Will’s body is naked to the moonlight. His scars are shimmering ethereal shapes. Lecter traces them with his tongue, and the younger man arches up into his touch, straining in the silver handcuffs that are closed tight enough to bruise and chafe his wrists. Another glitter - Hannibal’s knife, moving with surgeon’s precision in the half dark. Trust between them; Will lets his lover carve his path without resistance. His noises are of mixed pleasure and pain. He doesn’t resist, because he wants it so much, wants the tang of his blood to fill the air, arousing them both.

And when all is done, and both are sleepy with the aftereffects of their sex, all before is forgotten as they curl together like any other pair of lovers on an autumn night. Embraced in warmth and bliss they sleep for a while, and make love on and off throughout the long night.

Commitment: Red Dragon

Knife Edge

They live on the edge of a blade. Sociopath murderer Hannibal Lecter has kept his place at the top of the FBI’s Most Wanted list, and Will Graham would be there too, if the FBI were aware of the extent of his collaboration. Instead he is merely a missing person, and therefore not even qualified for a piece of crumpled paper in the FBI’s trash can.

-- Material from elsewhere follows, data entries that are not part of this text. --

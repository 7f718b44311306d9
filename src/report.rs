//! Periodic activity summary sent through the notification sink.
//!
//! Enabled with `notify.report_interval_days`; the same value is the
//! reporting window. `cwatch report` sends one on demand.

use std::sync::Arc;

use chrono::{DateTime, Duration, Utc};

use catalog_watch_core::error::StoreError;
use catalog_watch_core::store::ItemStore;

use crate::notify::{Message, NotificationSink};

/// Counts for one reporting window.
#[derive(Debug, Clone, PartialEq, Eq)]
pub struct ActivityReport {
    pub since: DateTime<Utc>,
    pub until: DateTime<Utc>,
    /// Items first seen in the window.
    pub discovered: i64,
    /// Notification records written in the window.
    pub notified: i64,
    /// Items due for a detail fetch at `until`.
    pub due: i64,
}

pub async fn build_report(
    store: &dyn ItemStore,
    now: DateTime<Utc>,
    window: Duration,
) -> Result<ActivityReport, StoreError> {
    let since = now - window;
    Ok(ActivityReport {
        since,
        until: now,
        discovered: store.count_seen_since(since).await?,
        notified: store.count_notifications_since(since).await?,
        due: store.count_due(now).await?,
    })
}

pub fn format_report(source_label: &str, report: &ActivityReport) -> Message {
    let title = format!("Activity report for {}", source_label);
    let text = [
        title.clone(),
        format!(
            "Period: {} to {}",
            report.since.format("%d.%m.%Y"),
            report.until.format("%d.%m.%Y")
        ),
        String::new(),
        format!("New items: {}", report.discovered),
        format!("Notifications sent: {}", report.notified),
        format!("Waiting for detail fetch: {}", report.due),
    ]
    .join("\n");

    Message {
        title,
        link: String::new(),
        external_id: String::new(),
        text,
    }
}

pub struct ReportSender {
    store: Arc<dyn ItemStore>,
    sink: Arc<dyn NotificationSink>,
    recipient: String,
    source_label: String,
    window: Duration,
}

impl ReportSender {
    pub fn new(
        store: Arc<dyn ItemStore>,
        sink: Arc<dyn NotificationSink>,
        recipient: impl Into<String>,
        source_label: impl Into<String>,
        window_days: u32,
    ) -> Self {
        Self {
            store,
            sink,
            recipient: recipient.into(),
            source_label: source_label.into(),
            window: Duration::days(i64::from(window_days.max(1))),
        }
    }

    /// Build and send the report for the window ending at `now`. A sink
    /// failure is logged; only store errors are returned.
    pub async fn send(&self, now: DateTime<Utc>) -> Result<ActivityReport, StoreError> {
        let report = build_report(self.store.as_ref(), now, self.window).await?;
        let message = format_report(&self.source_label, &report);
        match self.sink.send(&self.recipient, &message).await {
            Ok(()) => tracing::info!(
                discovered = report.discovered,
                notified = report.notified,
                due = report.due,
                "activity report sent"
            ),
            Err(e) => tracing::warn!(error = %e, "activity report dispatch failed"),
        }
        Ok(report)
    }
}

#[cfg(test)]
mod tests {
    use super::*;
    use async_trait::async_trait;
    use catalog_watch_core::models::Listing;
    use catalog_watch_core::store::memory::InMemoryStore;
    use std::sync::Mutex;

    use crate::notify::NotifyError;

    #[derive(Default)]
    struct CollectingSink {
        sent: Mutex<Vec<(String, Message)>>,
    }

    #[async_trait]
    impl NotificationSink for CollectingSink {
        fn name(&self) -> &str {
            "collecting"
        }

        async fn send(&self, recipient: &str, message: &Message) -> Result<(), NotifyError> {
            self.sent
                .lock()
                .unwrap()
                .push((recipient.to_string(), message.clone()));
            Ok(())
        }
    }

    fn listing(id: &str) -> Listing {
        Listing {
            external_id: id.into(),
            title: None,
            url: format!("https://catalog.test/view/{}", id),
        }
    }

    #[tokio::test]
    async fn report_counts_only_the_window() {
        let store = Arc::new(InMemoryStore::new());
        let now = DateTime::from_timestamp(1_700_000_000, 0).unwrap();
        let old = now - Duration::days(10);
        store.upsert_by_external_id(&listing("old"), old).await.unwrap();
        store.record_notification("old", old).await.unwrap();
        store
            .upsert_by_external_id(&listing("a"), now - Duration::days(2))
            .await
            .unwrap();
        store
            .upsert_by_external_id(&listing("b"), now - Duration::hours(1))
            .await
            .unwrap();
        store
            .record_notification("a", now - Duration::days(1))
            .await
            .unwrap();

        let sink = Arc::new(CollectingSink::default());
        let sender = ReportSender::new(store.clone(), sink.clone(), "chat-1", "catalog.test", 7);
        let report = sender.send(now).await.unwrap();

        assert_eq!(report.discovered, 2);
        assert_eq!(report.notified, 1);
        // All three items are still pending and due.
        assert_eq!(report.due, 3);

        let sent = sink.sent.lock().unwrap();
        assert_eq!(sent.len(), 1);
        assert_eq!(sent[0].0, "chat-1");
        assert_eq!(
            sent[0].1.text,
            "Activity report for catalog.test\nPeriod: 07.11.2023 to 14.11.2023\n\n\
             New items: 2\nNotifications sent: 1\nWaiting for detail fetch: 3"
        );
    }
}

But soon enough, the FBI does know. Soon enough running is not enough. Even men as clever as Will Graham and Hannibal Lecter cannot hide forever, and one day they are seen and recognized as they browse over their wine in the bar of an opera house. They are run to ground - and with the FBI coming in, a real show of commitment is inevitable.

Hannibal Lecter knows that this time he will get the chair - or more likely its modern day “humane” equivalent; the lethal injection. The authorities cannot risk his escaping again. Will Graham might be treated better; he may be given a plastic cell with felt tip pens, and visitors comprising of psychiatry majors hoping to test their skill by prodding at his mind and seeking his innermost secrets, just as they had done to Lecter before him. Neither wants their death, he tells Will, but they want this possible future far less. At least if they die together, he suggests, they will have that last thing to share.

As they lie together in the bed where they have slept here in Sydney for some weeks, they stare deep into each other’s eyes, still humming in the afterglow of their very last session of lovemaking. Lecter is gentle with the silver filleting knife that looks almost a part of his hand. He brushes the sharp blade against his lover’s throat and kisses him chastely on his trembling lips; and when Will looks up one last time and says “Until death and ever after,” Lecter brings the knife edge down on their relationship and spills his lover’s deep red passion over his chest.

When Graham has breathed out the last of his life against his lips, Lecter rises from the bed and makes his way to the French windows, throwing them wide. Hannibal Lecter is not a coward - it was his strong and burning love that let him free Will - but he cannot kill himself. When the needle finally sinks into his arm he is far away, making love to Graham in his mind.